The European Patent Office has awarded the patent for a technology that is proving to be key to efforts to protect women against cervical cancer to a team of scientists at the University of Rochester Medical Center.
The office has awarded a patent to the University for the work performed by a trio of virologists – Robert Rose, Ph.D., William Bonnez, M.D., and Richard Reichman, M.D. – for creating a way to protect the body against human papillomaviruses (HPV), which cause cervical cancer in women. The University's technology is a key element of two vaccines that are now in the final stages of testing in people.
Earlier this year the two companies developing vaccines, Merck and Co. and GlaxoSmithKline (GSK), along with the University and several other parties agreed on a settlement involving patents and royalties related to the vaccines, clearing the way for continued development of their products. Both vaccines, which are given as a series of three shots, are being studied in tens of thousands of women.

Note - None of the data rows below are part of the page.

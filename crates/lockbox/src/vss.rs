//! threshold secret sharing using shamir's scheme over GF(256)
//!
//! arbitrary secret length, n shares, threshold t. a share is its
//! evaluation point followed by one byte per secret byte.
//!
//! combining fewer than t shares does not fail; it yields an unrelated
//! value. callers detect that by authenticating what the secret opens.

use crate::{Error, Result};
use rand::RngCore;

/// most shares a single split can produce (evaluation points 1..=255)
pub const MAX_SHARES: usize = 255;

/// threshold used for a lockbox distributed to `helpers` parties
pub fn majority_threshold(helpers: usize) -> usize {
    helpers.div_ceil(2)
}

/// a single share
#[derive(Clone, Debug, PartialEq, Eq)]
pub struct Share {
    /// evaluation point (non-zero)
    pub index: u8,
    /// share data (same length as secret)
    pub data: Vec<u8>,
}

impl Share {
    pub fn to_bytes(&self) -> Vec<u8> {
        let mut out = Vec::with_capacity(1 + self.data.len());
        out.push(self.index);
        out.extend_from_slice(&self.data);
        out
    }

    pub fn from_bytes(bytes: &[u8]) -> Result<Self> {
        match bytes.split_first() {
            Some((&index, data)) if index != 0 => Ok(Self {
                index,
                data: data.to_vec(),
            }),
            _ => Err(Error::InvalidShareFormat),
        }
    }
}

/// GF(256) multiplication using AES polynomial (x^8 + x^4 + x^3 + x + 1)
fn gf256_mul(a: u8, b: u8) -> u8 {
    let mut result = 0u8;
    let mut a = a;
    let mut b = b;

    while b != 0 {
        if b & 1 != 0 {
            result ^= a;
        }
        let hi = a & 0x80;
        a <<= 1;
        if hi != 0 {
            a ^= 0x1b;
        }
        b >>= 1;
    }
    result
}

/// a^254 = a^(-1) in GF(256)
fn gf256_inv(a: u8) -> u8 {
    if a == 0 {
        return 0;
    }
    let mut result = a;
    for _ in 0..6 {
        result = gf256_mul(result, result);
        result = gf256_mul(result, a);
    }
    gf256_mul(result, result)
}

fn gf256_div(a: u8, b: u8) -> u8 {
    gf256_mul(a, gf256_inv(b))
}

/// horner evaluation, coefficients lowest degree first
fn poly_eval(coeffs: &[u8], x: u8) -> u8 {
    coeffs.iter().rev().fold(0u8, |acc, &c| gf256_mul(acc, x) ^ c)
}

/// lagrange basis weights at x=0 for the given evaluation points
fn lagrange_weights(xs: &[u8]) -> Vec<u8> {
    xs.iter()
        .enumerate()
        .map(|(i, &xi)| {
            let mut num = 1u8;
            let mut den = 1u8;
            for (j, &xj) in xs.iter().enumerate() {
                if i != j {
                    num = gf256_mul(num, xj); // (0 - xj) = xj in GF(256)
                    den = gf256_mul(den, xi ^ xj); // (xi - xj)
                }
            }
            gf256_div(num, den)
        })
        .collect()
}

/// split a secret into `shares` shares, any `threshold` of which recover it
pub fn split_secret(secret: &[u8], shares: usize, threshold: usize) -> Result<Vec<Share>> {
    if threshold == 0 || threshold > shares || shares > MAX_SHARES {
        return Err(Error::InvalidSharingParams { shares, threshold });
    }

    let mut rng = rand::thread_rng();
    let mut out: Vec<Share> = (1..=shares as u8)
        .map(|index| Share {
            index,
            data: Vec::with_capacity(secret.len()),
        })
        .collect();

    let mut coeffs = vec![0u8; threshold];
    for &byte in secret {
        coeffs[0] = byte;
        rng.fill_bytes(&mut coeffs[1..]);
        for share in out.iter_mut() {
            share.data.push(poly_eval(&coeffs, share.index));
        }
    }

    Ok(out)
}

/// interpolate the secret from every given share
pub fn combine_shares(shares: &[Share]) -> Result<Vec<u8>> {
    let Some(first) = shares.first() else {
        return Err(Error::NotEnoughShares { have: 0, need: 1 });
    };
    let len = first.data.len();

    let mut xs = Vec::with_capacity(shares.len());
    for share in shares {
        if share.index == 0 || share.data.len() != len || xs.contains(&share.index) {
            return Err(Error::InvalidShareFormat);
        }
        xs.push(share.index);
    }

    let weights = lagrange_weights(&xs);
    let secret = (0..len)
        .map(|i| {
            shares
                .iter()
                .zip(&weights)
                .fold(0u8, |acc, (share, &w)| acc ^ gf256_mul(share.data[i], w))
        })
        .collect();
    Ok(secret)
}

#[cfg(test)]
mod tests {
    use super::*;
    use proptest::prelude::*;

    #[test]
    fn test_gf256_ops() {
        assert_eq!(gf256_mul(0, 0), 0);
        assert_eq!(gf256_mul(1, 1), 1);
        assert_eq!(gf256_mul(2, 2), 4);

        for a in 1..=255u8 {
            let inv = gf256_inv(a);
            assert_eq!(gf256_mul(a, inv), 1, "inverse failed for {}", a);
        }
    }

    #[test]
    fn test_majority_threshold() {
        assert_eq!(majority_threshold(3), 2);
        assert_eq!(majority_threshold(4), 2);
        assert_eq!(majority_threshold(5), 3);
    }

    #[test]
    fn test_any_threshold_subset_recovers() {
        let secret = b"lockbox key material, any length".to_vec();
        let shares = split_secret(&secret, 5, 3).unwrap();

        for a in 0..5 {
            for b in (a + 1)..5 {
                for c in (b + 1)..5 {
                    let subset = [shares[a].clone(), shares[b].clone(), shares[c].clone()];
                    assert_eq!(combine_shares(&subset).unwrap(), secret);
                }
            }
        }
        assert_eq!(combine_shares(&shares).unwrap(), secret);
    }

    #[test]
    fn test_lockbox_sized_secret_four_of_eight() {
        // serialized key and nonce with their length prefixes
        let secret: Vec<u8> = (0..56u8).collect();
        let shares = split_secret(&secret, 8, 4).unwrap();

        for start in 0..5 {
            assert_eq!(combine_shares(&shares[start..start + 4]).unwrap(), secret);
        }
        let spread = [shares[0].clone(), shares[2].clone(), shares[5].clone(), shares[7].clone()];
        assert_eq!(combine_shares(&spread).unwrap(), secret);
        assert_ne!(combine_shares(&shares[..3]).unwrap(), secret);
    }

    #[test]
    fn test_below_threshold_yields_garbage() {
        let secret = [42u8; 32];
        let shares = split_secret(&secret, 4, 3).unwrap();
        let recovered = combine_shares(&shares[..2]).unwrap();
        assert_ne!(recovered, secret.to_vec());
    }

    #[test]
    fn test_share_bytes() {
        let shares = split_secret(&[1, 2, 3], 3, 2).unwrap();
        let bytes = shares[1].to_bytes();
        assert_eq!(bytes.len(), 4);
        assert_eq!(bytes[0], 2);
        assert_eq!(Share::from_bytes(&bytes).unwrap(), shares[1]);
        assert!(Share::from_bytes(&[]).is_err());
        assert!(Share::from_bytes(&[0, 1]).is_err());
    }

    #[test]
    fn test_invalid_params() {
        assert!(split_secret(&[1], 3, 0).is_err());
        assert!(split_secret(&[1], 3, 4).is_err());
        assert!(split_secret(&[1], 256, 2).is_err());
        assert!(combine_shares(&[]).is_err());
    }

    #[test]
    fn test_duplicate_share_rejected() {
        let shares = split_secret(&[9; 8], 3, 2).unwrap();
        assert!(combine_shares(&[shares[0].clone(), shares[0].clone()]).is_err());
    }

    proptest! {
        #[test]
        fn prop_split_combine(secret in proptest::collection::vec(any::<u8>(), 0..80), n in 1usize..8) {
            let t = majority_threshold(n);
            let shares = split_secret(&secret, n, t).unwrap();
            prop_assert_eq!(combine_shares(&shares[n - t..]).unwrap(), secret);
        }
    }
}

While there are more than 100 types of HPV, and more than three dozen cause sexually transmitted diseases, a handful can lead to cervical cancer, which kills more than 250,000 women around the globe every year. More than a decade ago the Rochester team created virus-like particles (VLPs) that are harmless but which mimic real HPV viruses, triggering an immune response in people that wards off infection by HPV.
The team has also applied for a U.S. patent on the technology; that decision is pending.